§ **Action item**: From the entries, filter out every line that lacks "display" and copy the rest.

(Stored data entries)
■ ■ ■ ■
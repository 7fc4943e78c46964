use super::{KvStorage, Result, StorageError, StorageStats};
use async_trait::async_trait;
use std::collections::HashMap;
use std::path::PathBuf;
use std::sync::{Arc, Mutex};

/// File-backed storage: one flat textual record per key under a profile
/// directory, loaded eagerly at open and flushed on every write
///
/// Filenames are the hex encoding of the key, so arbitrary key characters
/// (`rental:<signature>`) never touch the filesystem namespace.
pub struct FileKvStorage {
    dir: PathBuf,
    cache: Arc<Mutex<HashMap<String, Vec<u8>>>>,
}

impl FileKvStorage {
    pub fn open(dir: impl Into<PathBuf>) -> Result<Self> {
        let dir = dir.into();
        std::fs::create_dir_all(&dir)
            .map_err(|e| StorageError::Other(format!("create {}: {}", dir.display(), e)))?;

        let mut cache = HashMap::new();
        let entries = std::fs::read_dir(&dir)
            .map_err(|e| StorageError::ReadError(format!("read {}: {}", dir.display(), e)))?;
        for entry in entries.flatten() {
            if !entry.path().is_file() {
                continue;
            }
            let name = entry.file_name().to_string_lossy().to_string();
            let key_bytes = match hex::decode(&name) {
                Ok(bytes) => bytes,
                Err(_) => continue, // not one of ours
            };
            let key = match String::from_utf8(key_bytes) {
                Ok(key) => key,
                Err(_) => continue,
            };
            let value = std::fs::read(entry.path())
                .map_err(|e| StorageError::ReadError(format!("read {}: {}", name, e)))?;
            cache.insert(key, value);
        }

        Ok(Self {
            dir,
            cache: Arc::new(Mutex::new(cache)),
        })
    }

    fn path_for(&self, key: &str) -> PathBuf {
        self.dir.join(hex::encode(key.as_bytes()))
    }
}

#[async_trait]
impl KvStorage for FileKvStorage {
    async fn get(&self, key: &str) -> Result<Option<Vec<u8>>> {
        let cache = self.cache.lock().unwrap();
        Ok(cache.get(key).cloned())
    }

    async fn put(&self, key: &str, value: &[u8]) -> Result<()> {
        std::fs::write(self.path_for(key), value)
            .map_err(|e| StorageError::WriteError(format!("write {}: {}", key, e)))?;
        let mut cache = self.cache.lock().unwrap();
        cache.insert(key.to_string(), value.to_vec());
        Ok(())
    }

    async fn delete(&self, key: &str) -> Result<()> {
        let path = self.path_for(key);
        if path.exists() {
            std::fs::remove_file(&path)
                .map_err(|e| StorageError::WriteError(format!("delete {}: {}", key, e)))?;
        }
        let mut cache = self.cache.lock().unwrap();
        cache.remove(key);
        Ok(())
    }

    async fn exists(&self, key: &str) -> Result<bool> {
        let cache = self.cache.lock().unwrap();
        Ok(cache.contains_key(key))
    }

    async fn list_keys(&self, prefix: &str) -> Result<Vec<String>> {
        let cache = self.cache.lock().unwrap();
        Ok(cache
            .keys()
            .filter(|k| k.starts_with(prefix))
            .cloned()
            .collect())
    }

    async fn get_stats(&self) -> Result<StorageStats> {
        let cache = self.cache.lock().unwrap();
        Ok(StorageStats {
            num_entries: cache.len() as u64,
            used_size: cache.values().map(|v| v.len() as u64).sum(),
        })
    }
}
//! Injected wallet capability and its connection state machine
//!
//! The marketplace never touches key material: signing and broadcast are
//! delegated to an externally injected [`WalletAdapter`], typically a
//! browser wallet extension. Connection state is tracked as an explicit
//! finite-state machine with typed transition events instead of ad hoc
//! event-name strings.

use crate::payment::Transaction;
use crate::types::{Address, TxSignature};
use async_trait::async_trait;
use serde::{Deserialize, Serialize};
use std::sync::RwLock;
use thiserror::Error;
use tokio::sync::broadcast;

#[derive(Error, Debug, Clone)]
pub enum WalletError {
    #[error("No wallet extension available")]
    Unavailable,

    #[error("User rejected the signing request")]
    UserRejected,

    #[error("Invalid wallet state transition: {from} -> {to}")]
    InvalidTransition { from: String, to: String },

    #[error("Wallet failure: {0}")]
    Other(String),
}

/// Result of a successful sign-and-broadcast
#[derive(Debug, Clone, Serialize, Deserialize)]
pub struct SignedReceipt {
    pub signature: TxSignature,
}

/// Externally injected signing capability
#[async_trait]
pub trait WalletAdapter: Send + Sync {
    /// Connect and return the active account address
    async fn connect(&self) -> Result<Address, WalletError>;
    async fn disconnect(&self) -> Result<(), WalletError>;
    /// Sign the unsigned transaction and broadcast it in one step
    async fn sign_and_send_transaction(
        &self,
        transaction: &Transaction,
    ) -> Result<SignedReceipt, WalletError>;
}

/// Connection lifecycle of the injected wallet
#[derive(Debug, Clone, PartialEq, Eq, Serialize, Deserialize)]
pub enum WalletState {
    Disconnected,
    Connecting,
    Connected(Address),
}

impl WalletState {
    fn name(&self) -> &'static str {
        match self {
            WalletState::Disconnected => "disconnected",
            WalletState::Connecting => "connecting",
            WalletState::Connected(_) => "connected",
        }
    }
}

/// Typed transition events published to subscribers
#[derive(Debug, Clone, PartialEq, Eq)]
pub enum WalletEvent {
    Connected(Address),
    AccountChanged(Address),
    Disconnected,
}

/// Tracks wallet connection state and fans out transition events
pub struct WalletNotifier {
    state: RwLock<WalletState>,
    events: broadcast::Sender<WalletEvent>,
}

impl Default for WalletNotifier {
    fn default() -> Self {
        Self::new()
    }
}

impl WalletNotifier {
    pub fn new() -> Self {
        let (events, _) = broadcast::channel(16);
        Self {
            state: RwLock::new(WalletState::Disconnected),
            events,
        }
    }

    pub fn state(&self) -> WalletState {
        self.state.read().unwrap().clone()
    }

    /// Subscribe to transition events; drop the receiver to unsubscribe
    pub fn subscribe(&self) -> broadcast::Receiver<WalletEvent> {
        self.events.subscribe()
    }

    /// Disconnected -> Connecting
    pub fn begin_connect(&self) -> Result<(), WalletError> {
        let mut state = self.state.write().unwrap();
        match *state {
            WalletState::Disconnected => {
                *state = WalletState::Connecting;
                Ok(())
            }
            ref from => Err(WalletError::InvalidTransition {
                from: from.name().to_string(),
                to: "connecting".to_string(),
            }),
        }
    }

    /// Connecting -> Connected
    pub fn complete_connect(&self, address: Address) -> Result<(), WalletError> {
        let mut state = self.state.write().unwrap();
        match *state {
            WalletState::Connecting => {
                *state = WalletState::Connected(address.clone());
                let _ = self.events.send(WalletEvent::Connected(address));
                Ok(())
            }
            ref from => Err(WalletError::InvalidTransition {
                from: from.name().to_string(),
                to: "connected".to_string(),
            }),
        }
    }

    /// Connected -> Connected with a different active account
    pub fn account_changed(&self, address: Address) -> Result<(), WalletError> {
        let mut state = self.state.write().unwrap();
        match *state {
            WalletState::Connected(_) => {
                *state = WalletState::Connected(address.clone());
                let _ = self.events.send(WalletEvent::AccountChanged(address));
                Ok(())
            }
            ref from => Err(WalletError::InvalidTransition {
                from: from.name().to_string(),
                to: "connected".to_string(),
            }),
        }
    }

    /// Any state -> Disconnected (also cancels a pending connect)
    pub fn disconnected(&self) {
        let mut state = self.state.write().unwrap();
        if *state != WalletState::Disconnected {
            *state = WalletState::Disconnected;
            let _ = self.events.send(WalletEvent::Disconnected);
        }
    }
}

#[cfg(test)]
mod tests {
    use super::*;

    #[test]
    fn test_connect_flow() {
        let notifier = WalletNotifier::new();
        let mut events = notifier.subscribe();

        notifier.begin_connect().unwrap();
        assert_eq!(notifier.state(), WalletState::Connecting);
        notifier.complete_connect("addr1".to_string()).unwrap();
        assert_eq!(notifier.state(), WalletState::Connected("addr1".to_string()));

        assert_eq!(
            events.try_recv().unwrap(),
            WalletEvent::Connected("addr1".to_string())
        );
    }

    #[test]
    fn test_invalid_transitions_are_rejected() {
        let notifier = WalletNotifier::new();
        // cannot complete a connect that never began
        assert!(notifier.complete_connect("addr".to_string()).is_err());
        // cannot change account while disconnected
        assert!(notifier.account_changed("addr".to_string()).is_err());
        // double begin_connect is rejected
        notifier.begin_connect().unwrap();
        assert!(notifier.begin_connect().is_err());
    }

    #[test]
    fn test_disconnect_from_any_state() {
        let notifier = WalletNotifier::new();
        notifier.begin_connect().unwrap();
        notifier.disconnected();
        assert_eq!(notifier.state(), WalletState::Disconnected);
        // idempotent: no event when already disconnected
        let mut events = notifier.subscribe();
        notifier.disconnected();
        assert!(events.try_recv().is_err());
    }

    #[test]
    fn test_account_changed_event() {
        let notifier = WalletNotifier::new();
        notifier.begin_connect().unwrap();
        notifier.complete_connect("addr1".to_string()).unwrap();
        let mut events = notifier.subscribe();
        notifier.account_changed("addr2".to_string()).unwrap();
        assert_eq!(
            events.try_recv().unwrap(),
            WalletEvent::AccountChanged("addr2".to_string())
        );
    }
}
//! Remote ledger access: JSON-RPC client and the balance oracle

pub mod oracle;
pub mod rpc;

pub use oracle::{BalanceOracle, BalanceSubscription};
pub use rpc::{
    LedgerClient, LedgerError, LedgerRpcClient, ParsedTransaction, SignatureInfo, TransactionMeta,
};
■ ■ ■ ■
§ **Answer for the task**:
            .map_err(|e| StorageError::Other(format!("create {}: {}", dir.display(), e)))?;
            .map_err(|e| StorageError::ReadError(format!("read {}: {}", dir.display(), e)))?;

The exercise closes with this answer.